**EXERCISE DESCRIPTION:**
Copy out lines with the word "LegendEntry" from the material that follows.

**RECORD EXTRACTS:**

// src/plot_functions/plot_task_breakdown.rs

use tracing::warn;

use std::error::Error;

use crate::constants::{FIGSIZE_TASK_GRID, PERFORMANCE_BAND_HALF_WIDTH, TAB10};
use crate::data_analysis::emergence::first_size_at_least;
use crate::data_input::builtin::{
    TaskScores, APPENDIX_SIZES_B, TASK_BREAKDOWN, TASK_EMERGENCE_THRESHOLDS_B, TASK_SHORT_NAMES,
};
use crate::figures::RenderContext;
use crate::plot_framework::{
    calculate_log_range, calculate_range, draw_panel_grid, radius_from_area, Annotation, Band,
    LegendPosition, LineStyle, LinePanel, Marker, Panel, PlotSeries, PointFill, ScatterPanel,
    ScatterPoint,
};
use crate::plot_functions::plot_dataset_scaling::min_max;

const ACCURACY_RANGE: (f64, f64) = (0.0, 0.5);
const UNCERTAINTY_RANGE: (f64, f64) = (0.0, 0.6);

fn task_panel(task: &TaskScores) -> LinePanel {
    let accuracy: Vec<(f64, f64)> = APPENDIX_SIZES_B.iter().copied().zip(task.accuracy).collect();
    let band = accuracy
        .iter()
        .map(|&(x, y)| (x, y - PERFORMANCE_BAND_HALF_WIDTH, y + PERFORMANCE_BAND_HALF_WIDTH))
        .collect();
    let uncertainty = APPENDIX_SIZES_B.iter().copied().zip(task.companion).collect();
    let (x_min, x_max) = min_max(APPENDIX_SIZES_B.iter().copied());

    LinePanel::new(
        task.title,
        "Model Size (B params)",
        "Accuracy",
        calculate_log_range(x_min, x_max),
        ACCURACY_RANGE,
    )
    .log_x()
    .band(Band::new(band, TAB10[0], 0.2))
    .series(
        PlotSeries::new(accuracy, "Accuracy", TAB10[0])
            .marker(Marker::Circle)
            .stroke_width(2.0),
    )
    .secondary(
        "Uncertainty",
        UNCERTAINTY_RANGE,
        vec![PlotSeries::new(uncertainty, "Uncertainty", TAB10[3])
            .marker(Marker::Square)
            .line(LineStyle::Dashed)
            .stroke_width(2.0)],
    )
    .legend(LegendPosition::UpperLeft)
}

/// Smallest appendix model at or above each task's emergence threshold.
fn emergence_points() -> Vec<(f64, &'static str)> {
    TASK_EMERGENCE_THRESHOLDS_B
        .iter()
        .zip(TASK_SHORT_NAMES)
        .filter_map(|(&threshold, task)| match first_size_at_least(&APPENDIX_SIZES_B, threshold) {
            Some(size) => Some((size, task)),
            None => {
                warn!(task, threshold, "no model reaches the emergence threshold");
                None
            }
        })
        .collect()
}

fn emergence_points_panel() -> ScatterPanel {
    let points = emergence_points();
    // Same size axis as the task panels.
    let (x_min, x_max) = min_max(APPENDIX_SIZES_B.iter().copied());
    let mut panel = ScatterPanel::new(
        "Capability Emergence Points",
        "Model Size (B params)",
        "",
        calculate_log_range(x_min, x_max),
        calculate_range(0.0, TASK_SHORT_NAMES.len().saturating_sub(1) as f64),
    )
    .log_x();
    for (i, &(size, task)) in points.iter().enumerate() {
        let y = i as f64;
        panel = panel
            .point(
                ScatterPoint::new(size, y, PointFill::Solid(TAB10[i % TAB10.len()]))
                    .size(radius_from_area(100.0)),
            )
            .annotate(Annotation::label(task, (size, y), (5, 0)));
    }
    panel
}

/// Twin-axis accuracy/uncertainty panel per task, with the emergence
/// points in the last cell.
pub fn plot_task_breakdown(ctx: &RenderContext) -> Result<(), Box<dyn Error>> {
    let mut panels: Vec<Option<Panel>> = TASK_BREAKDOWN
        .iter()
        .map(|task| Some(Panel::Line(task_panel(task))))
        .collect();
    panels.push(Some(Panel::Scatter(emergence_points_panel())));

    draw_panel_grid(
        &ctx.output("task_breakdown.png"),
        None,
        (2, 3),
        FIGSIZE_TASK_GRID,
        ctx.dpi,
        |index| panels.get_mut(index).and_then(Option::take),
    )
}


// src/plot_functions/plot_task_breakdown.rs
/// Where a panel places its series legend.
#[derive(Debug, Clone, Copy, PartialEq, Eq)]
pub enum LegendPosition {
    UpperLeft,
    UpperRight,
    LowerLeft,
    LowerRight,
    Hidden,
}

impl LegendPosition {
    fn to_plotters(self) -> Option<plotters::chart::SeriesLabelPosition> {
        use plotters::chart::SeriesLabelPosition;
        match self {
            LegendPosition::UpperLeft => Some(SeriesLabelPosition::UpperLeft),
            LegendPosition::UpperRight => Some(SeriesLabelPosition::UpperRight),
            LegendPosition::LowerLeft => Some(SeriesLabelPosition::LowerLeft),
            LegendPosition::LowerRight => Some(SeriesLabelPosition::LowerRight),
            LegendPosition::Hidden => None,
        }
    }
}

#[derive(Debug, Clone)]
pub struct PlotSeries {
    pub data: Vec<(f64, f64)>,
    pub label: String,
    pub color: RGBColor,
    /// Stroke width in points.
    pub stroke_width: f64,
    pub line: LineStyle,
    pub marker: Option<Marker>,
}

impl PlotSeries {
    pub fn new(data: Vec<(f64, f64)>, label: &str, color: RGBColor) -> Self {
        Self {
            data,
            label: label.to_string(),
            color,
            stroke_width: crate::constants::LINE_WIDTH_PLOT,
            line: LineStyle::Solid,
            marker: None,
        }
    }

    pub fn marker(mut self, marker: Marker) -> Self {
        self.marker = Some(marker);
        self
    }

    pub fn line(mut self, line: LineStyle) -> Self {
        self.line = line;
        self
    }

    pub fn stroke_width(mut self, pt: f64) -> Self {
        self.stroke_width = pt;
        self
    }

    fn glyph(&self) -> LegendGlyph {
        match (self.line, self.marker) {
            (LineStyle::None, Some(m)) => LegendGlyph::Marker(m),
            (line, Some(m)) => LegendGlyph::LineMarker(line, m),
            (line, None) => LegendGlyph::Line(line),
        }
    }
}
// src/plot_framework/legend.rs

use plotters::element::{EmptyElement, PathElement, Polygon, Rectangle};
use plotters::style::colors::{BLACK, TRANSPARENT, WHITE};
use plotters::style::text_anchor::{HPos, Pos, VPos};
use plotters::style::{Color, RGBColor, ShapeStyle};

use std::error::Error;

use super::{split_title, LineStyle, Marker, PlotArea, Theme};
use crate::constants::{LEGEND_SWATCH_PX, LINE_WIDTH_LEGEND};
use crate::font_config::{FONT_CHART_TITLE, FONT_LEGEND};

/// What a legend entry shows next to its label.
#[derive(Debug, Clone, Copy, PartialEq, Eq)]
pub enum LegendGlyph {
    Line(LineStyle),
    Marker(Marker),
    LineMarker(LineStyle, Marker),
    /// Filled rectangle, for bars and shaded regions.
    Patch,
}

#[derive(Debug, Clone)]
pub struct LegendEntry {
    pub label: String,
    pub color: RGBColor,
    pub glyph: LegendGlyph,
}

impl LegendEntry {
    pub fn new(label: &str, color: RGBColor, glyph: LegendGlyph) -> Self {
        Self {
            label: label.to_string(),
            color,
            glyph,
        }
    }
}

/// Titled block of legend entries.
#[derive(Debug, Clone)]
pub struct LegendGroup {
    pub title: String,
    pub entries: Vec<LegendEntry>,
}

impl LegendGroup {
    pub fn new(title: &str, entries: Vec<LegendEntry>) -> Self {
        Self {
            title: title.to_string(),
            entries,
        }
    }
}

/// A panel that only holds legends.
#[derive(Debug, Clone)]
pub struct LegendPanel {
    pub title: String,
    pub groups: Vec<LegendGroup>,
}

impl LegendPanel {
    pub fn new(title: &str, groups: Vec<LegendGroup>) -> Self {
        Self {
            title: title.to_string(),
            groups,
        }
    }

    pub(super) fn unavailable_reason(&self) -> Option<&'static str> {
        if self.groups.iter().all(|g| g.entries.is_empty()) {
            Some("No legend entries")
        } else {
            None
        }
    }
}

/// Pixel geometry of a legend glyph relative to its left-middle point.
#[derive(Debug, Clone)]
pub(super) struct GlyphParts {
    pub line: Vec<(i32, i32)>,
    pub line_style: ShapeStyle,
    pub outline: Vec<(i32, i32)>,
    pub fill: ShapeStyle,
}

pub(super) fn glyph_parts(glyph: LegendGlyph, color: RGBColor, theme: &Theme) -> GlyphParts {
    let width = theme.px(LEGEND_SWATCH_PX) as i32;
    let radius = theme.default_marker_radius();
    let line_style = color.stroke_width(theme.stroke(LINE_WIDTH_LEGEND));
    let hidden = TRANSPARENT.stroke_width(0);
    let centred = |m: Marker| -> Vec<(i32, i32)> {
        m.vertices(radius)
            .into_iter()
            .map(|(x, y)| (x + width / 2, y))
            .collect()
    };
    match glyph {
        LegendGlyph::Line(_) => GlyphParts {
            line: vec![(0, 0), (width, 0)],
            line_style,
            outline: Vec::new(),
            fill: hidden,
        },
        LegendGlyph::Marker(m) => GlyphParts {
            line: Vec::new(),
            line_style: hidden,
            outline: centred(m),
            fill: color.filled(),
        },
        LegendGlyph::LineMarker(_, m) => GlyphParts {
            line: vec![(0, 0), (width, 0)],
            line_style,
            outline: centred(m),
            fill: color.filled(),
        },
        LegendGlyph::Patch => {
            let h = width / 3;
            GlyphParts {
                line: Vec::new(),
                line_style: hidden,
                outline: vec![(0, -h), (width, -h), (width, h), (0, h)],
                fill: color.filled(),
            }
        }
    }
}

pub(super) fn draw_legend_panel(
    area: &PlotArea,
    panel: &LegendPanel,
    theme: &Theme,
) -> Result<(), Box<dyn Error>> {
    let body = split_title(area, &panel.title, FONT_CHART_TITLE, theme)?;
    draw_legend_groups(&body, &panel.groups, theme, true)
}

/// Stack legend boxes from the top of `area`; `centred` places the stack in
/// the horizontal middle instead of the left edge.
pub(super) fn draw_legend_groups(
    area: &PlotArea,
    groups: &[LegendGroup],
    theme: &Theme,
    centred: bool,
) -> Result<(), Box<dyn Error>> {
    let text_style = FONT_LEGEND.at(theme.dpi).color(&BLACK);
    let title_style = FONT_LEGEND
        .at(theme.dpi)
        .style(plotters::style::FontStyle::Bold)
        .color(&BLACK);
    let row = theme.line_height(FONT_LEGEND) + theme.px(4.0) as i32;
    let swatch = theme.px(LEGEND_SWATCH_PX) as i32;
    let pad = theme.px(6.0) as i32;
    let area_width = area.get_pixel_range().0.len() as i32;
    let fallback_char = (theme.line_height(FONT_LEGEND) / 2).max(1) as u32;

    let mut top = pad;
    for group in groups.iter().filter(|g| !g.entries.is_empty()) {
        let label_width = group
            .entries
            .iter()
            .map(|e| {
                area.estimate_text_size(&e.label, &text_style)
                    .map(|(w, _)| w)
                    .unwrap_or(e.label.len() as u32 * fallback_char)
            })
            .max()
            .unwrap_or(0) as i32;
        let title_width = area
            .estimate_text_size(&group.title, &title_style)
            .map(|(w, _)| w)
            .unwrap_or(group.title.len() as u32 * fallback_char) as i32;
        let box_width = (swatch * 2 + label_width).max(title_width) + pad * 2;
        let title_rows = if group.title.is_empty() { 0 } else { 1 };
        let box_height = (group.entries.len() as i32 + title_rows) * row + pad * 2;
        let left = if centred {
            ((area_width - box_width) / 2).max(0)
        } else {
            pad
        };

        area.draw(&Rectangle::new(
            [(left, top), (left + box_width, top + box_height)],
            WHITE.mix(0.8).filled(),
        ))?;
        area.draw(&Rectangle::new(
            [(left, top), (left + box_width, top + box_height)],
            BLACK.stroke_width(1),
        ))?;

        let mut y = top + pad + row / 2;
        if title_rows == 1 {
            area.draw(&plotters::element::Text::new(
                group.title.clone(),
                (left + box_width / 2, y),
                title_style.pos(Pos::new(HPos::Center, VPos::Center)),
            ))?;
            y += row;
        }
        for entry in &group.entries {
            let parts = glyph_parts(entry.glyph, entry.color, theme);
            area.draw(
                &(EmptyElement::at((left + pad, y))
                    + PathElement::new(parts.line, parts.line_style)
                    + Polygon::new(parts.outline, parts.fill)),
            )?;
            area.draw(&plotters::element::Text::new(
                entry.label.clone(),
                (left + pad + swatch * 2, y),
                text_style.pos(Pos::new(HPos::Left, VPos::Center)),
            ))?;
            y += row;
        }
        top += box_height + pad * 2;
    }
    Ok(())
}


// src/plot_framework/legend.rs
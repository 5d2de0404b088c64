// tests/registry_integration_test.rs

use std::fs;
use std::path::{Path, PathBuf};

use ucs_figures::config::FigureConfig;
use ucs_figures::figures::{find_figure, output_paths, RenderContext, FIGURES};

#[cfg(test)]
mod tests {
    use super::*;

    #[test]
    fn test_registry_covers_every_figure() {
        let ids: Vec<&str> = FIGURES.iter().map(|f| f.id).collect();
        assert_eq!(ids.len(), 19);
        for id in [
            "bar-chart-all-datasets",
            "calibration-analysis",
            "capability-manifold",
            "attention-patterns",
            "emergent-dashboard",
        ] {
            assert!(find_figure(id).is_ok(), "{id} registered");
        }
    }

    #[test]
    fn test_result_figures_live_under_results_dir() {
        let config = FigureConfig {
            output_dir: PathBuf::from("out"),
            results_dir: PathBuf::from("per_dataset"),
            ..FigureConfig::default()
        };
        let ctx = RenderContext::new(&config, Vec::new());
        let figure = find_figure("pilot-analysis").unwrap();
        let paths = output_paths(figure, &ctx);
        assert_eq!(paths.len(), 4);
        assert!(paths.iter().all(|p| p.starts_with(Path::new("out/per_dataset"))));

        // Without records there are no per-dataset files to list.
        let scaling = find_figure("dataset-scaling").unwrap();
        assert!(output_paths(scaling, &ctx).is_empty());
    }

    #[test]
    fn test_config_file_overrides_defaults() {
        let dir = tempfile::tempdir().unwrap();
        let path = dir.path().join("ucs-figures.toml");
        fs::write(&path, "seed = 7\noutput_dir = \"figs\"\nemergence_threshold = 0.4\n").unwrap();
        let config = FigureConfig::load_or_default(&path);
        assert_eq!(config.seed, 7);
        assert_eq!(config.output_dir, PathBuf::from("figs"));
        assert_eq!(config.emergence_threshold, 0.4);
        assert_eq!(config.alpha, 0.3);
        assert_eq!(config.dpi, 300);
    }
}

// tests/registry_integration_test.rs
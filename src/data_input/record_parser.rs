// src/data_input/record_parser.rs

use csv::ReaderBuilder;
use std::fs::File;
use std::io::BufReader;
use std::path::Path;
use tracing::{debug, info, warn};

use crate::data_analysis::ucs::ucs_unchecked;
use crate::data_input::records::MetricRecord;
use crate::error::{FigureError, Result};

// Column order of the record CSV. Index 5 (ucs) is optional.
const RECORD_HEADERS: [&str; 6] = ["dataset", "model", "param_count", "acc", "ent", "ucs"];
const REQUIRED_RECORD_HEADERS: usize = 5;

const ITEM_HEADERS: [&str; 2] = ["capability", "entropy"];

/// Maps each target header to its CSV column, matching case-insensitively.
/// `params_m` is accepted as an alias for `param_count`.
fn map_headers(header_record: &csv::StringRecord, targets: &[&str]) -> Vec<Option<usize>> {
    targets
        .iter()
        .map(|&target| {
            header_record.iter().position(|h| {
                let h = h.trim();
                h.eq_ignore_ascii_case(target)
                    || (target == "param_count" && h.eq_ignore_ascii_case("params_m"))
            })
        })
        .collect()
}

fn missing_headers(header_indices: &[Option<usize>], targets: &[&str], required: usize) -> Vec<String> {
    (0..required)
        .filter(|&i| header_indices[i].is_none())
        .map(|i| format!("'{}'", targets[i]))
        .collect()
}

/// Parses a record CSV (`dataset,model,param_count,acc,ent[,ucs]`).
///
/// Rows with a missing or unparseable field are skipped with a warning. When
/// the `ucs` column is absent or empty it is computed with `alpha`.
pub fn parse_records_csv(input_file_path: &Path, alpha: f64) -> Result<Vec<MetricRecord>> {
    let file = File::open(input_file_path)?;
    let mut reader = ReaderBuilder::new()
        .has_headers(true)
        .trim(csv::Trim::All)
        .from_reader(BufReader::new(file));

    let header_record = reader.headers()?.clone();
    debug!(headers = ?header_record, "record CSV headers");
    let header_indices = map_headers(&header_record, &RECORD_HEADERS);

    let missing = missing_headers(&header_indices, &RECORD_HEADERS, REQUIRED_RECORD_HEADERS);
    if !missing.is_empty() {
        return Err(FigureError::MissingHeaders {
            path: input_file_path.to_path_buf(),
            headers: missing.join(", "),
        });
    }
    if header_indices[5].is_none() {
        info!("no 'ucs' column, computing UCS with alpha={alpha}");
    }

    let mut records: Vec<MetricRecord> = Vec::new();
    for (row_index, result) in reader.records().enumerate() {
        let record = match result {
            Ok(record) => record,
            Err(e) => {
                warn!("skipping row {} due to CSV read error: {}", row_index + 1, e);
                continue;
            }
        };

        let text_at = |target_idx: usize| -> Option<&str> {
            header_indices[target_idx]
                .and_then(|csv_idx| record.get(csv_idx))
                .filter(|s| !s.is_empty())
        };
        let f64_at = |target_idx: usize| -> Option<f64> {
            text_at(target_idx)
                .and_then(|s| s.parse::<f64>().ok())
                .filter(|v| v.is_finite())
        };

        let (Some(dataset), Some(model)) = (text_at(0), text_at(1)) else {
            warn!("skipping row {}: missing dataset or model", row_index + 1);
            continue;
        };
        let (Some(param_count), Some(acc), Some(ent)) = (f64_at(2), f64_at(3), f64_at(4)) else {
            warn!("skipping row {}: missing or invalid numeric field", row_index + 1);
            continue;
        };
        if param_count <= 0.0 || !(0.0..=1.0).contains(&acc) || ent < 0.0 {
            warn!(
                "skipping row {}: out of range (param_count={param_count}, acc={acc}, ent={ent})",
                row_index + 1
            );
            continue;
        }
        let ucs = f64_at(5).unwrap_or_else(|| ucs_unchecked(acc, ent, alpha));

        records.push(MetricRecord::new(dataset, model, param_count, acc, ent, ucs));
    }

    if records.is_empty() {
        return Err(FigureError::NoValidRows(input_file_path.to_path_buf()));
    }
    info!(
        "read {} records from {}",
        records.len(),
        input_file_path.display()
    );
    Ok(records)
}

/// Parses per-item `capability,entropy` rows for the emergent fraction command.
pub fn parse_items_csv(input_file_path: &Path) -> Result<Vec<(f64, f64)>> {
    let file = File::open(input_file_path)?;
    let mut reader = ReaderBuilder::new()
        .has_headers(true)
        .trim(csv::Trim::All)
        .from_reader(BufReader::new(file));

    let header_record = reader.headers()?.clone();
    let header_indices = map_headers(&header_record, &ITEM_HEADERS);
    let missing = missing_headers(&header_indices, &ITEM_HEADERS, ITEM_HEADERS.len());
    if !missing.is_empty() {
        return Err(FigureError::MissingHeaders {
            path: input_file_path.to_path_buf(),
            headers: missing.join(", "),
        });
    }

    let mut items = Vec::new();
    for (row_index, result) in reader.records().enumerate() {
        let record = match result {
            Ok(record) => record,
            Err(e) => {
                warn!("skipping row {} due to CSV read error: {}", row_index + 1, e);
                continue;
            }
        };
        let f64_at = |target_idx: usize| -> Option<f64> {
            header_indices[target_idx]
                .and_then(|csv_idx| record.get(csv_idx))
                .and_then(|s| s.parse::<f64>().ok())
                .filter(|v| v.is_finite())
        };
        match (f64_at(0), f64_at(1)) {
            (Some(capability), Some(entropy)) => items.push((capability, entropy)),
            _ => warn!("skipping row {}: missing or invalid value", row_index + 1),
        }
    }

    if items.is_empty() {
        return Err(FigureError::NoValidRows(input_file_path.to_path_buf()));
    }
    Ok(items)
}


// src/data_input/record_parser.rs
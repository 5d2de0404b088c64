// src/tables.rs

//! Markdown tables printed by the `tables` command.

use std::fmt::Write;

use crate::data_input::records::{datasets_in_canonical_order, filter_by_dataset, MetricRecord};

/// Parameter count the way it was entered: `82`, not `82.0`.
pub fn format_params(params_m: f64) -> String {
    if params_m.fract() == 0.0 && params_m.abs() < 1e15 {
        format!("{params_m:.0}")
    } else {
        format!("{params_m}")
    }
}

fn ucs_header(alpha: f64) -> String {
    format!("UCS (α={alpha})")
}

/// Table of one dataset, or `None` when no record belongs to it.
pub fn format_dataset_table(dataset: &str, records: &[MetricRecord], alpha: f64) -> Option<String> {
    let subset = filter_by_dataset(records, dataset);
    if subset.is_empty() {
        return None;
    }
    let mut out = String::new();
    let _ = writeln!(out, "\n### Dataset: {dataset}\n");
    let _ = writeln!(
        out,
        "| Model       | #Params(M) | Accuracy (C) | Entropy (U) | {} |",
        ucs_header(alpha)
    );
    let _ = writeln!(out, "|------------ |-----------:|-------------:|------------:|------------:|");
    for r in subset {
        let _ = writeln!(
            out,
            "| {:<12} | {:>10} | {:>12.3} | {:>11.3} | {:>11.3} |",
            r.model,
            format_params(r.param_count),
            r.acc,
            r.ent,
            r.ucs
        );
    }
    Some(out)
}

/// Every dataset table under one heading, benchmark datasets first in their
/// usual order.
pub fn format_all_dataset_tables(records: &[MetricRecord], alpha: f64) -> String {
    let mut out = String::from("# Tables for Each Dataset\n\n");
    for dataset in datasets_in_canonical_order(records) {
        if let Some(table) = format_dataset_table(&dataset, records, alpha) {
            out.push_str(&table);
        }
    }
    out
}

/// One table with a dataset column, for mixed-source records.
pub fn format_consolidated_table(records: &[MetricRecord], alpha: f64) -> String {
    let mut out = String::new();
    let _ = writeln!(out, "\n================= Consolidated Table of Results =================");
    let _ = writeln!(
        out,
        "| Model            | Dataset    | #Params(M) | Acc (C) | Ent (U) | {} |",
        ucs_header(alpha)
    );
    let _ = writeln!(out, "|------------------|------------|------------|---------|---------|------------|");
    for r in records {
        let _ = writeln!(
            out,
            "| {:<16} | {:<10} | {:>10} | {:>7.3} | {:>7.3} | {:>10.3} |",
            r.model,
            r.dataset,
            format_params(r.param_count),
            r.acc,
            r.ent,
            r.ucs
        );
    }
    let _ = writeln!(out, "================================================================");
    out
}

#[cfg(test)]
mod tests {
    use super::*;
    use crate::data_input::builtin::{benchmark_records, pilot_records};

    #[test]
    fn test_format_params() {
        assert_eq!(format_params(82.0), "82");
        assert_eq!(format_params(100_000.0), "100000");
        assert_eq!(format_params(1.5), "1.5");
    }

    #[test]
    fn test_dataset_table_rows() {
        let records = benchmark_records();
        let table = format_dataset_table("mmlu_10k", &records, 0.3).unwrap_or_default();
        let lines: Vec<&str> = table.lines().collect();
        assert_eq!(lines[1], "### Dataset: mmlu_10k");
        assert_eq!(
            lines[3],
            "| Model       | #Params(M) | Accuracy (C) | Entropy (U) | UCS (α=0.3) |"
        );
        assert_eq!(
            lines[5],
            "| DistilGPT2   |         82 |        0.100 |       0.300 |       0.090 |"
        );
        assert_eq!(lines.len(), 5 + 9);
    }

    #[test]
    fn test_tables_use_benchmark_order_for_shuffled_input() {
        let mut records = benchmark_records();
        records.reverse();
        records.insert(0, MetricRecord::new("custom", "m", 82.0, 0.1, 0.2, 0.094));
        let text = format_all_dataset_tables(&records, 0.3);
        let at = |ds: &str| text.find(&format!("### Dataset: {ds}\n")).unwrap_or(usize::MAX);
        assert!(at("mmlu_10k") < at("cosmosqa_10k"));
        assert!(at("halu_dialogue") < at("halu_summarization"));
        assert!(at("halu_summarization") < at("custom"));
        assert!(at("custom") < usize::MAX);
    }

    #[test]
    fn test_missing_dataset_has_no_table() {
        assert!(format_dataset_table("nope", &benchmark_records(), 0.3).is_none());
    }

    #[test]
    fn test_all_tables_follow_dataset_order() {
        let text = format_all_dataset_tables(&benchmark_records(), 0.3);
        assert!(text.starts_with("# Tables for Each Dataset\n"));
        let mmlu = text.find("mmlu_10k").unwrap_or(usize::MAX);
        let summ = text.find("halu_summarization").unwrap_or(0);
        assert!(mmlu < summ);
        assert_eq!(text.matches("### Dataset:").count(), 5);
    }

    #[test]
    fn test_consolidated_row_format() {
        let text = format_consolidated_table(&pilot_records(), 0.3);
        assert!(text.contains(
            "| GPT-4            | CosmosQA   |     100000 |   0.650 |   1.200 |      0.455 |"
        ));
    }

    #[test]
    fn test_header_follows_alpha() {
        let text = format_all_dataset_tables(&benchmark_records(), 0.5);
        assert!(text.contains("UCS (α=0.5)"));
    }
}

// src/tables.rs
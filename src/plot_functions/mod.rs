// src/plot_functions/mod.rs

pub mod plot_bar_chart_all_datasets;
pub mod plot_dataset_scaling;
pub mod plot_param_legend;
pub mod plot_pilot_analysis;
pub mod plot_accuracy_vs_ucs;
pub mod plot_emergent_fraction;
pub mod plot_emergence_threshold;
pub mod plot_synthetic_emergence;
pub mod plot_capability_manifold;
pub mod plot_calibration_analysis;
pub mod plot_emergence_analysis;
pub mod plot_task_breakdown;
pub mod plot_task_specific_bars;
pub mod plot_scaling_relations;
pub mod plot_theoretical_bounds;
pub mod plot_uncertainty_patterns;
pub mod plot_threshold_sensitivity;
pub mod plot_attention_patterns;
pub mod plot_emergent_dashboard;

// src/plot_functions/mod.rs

**OUTPUT OF THE TASK:**
pub struct LegendEntry {
impl LegendEntry {
    pub entries: Vec<LegendEntry>,
    pub fn new(title: &str, entries: Vec<LegendEntry>) -> Self {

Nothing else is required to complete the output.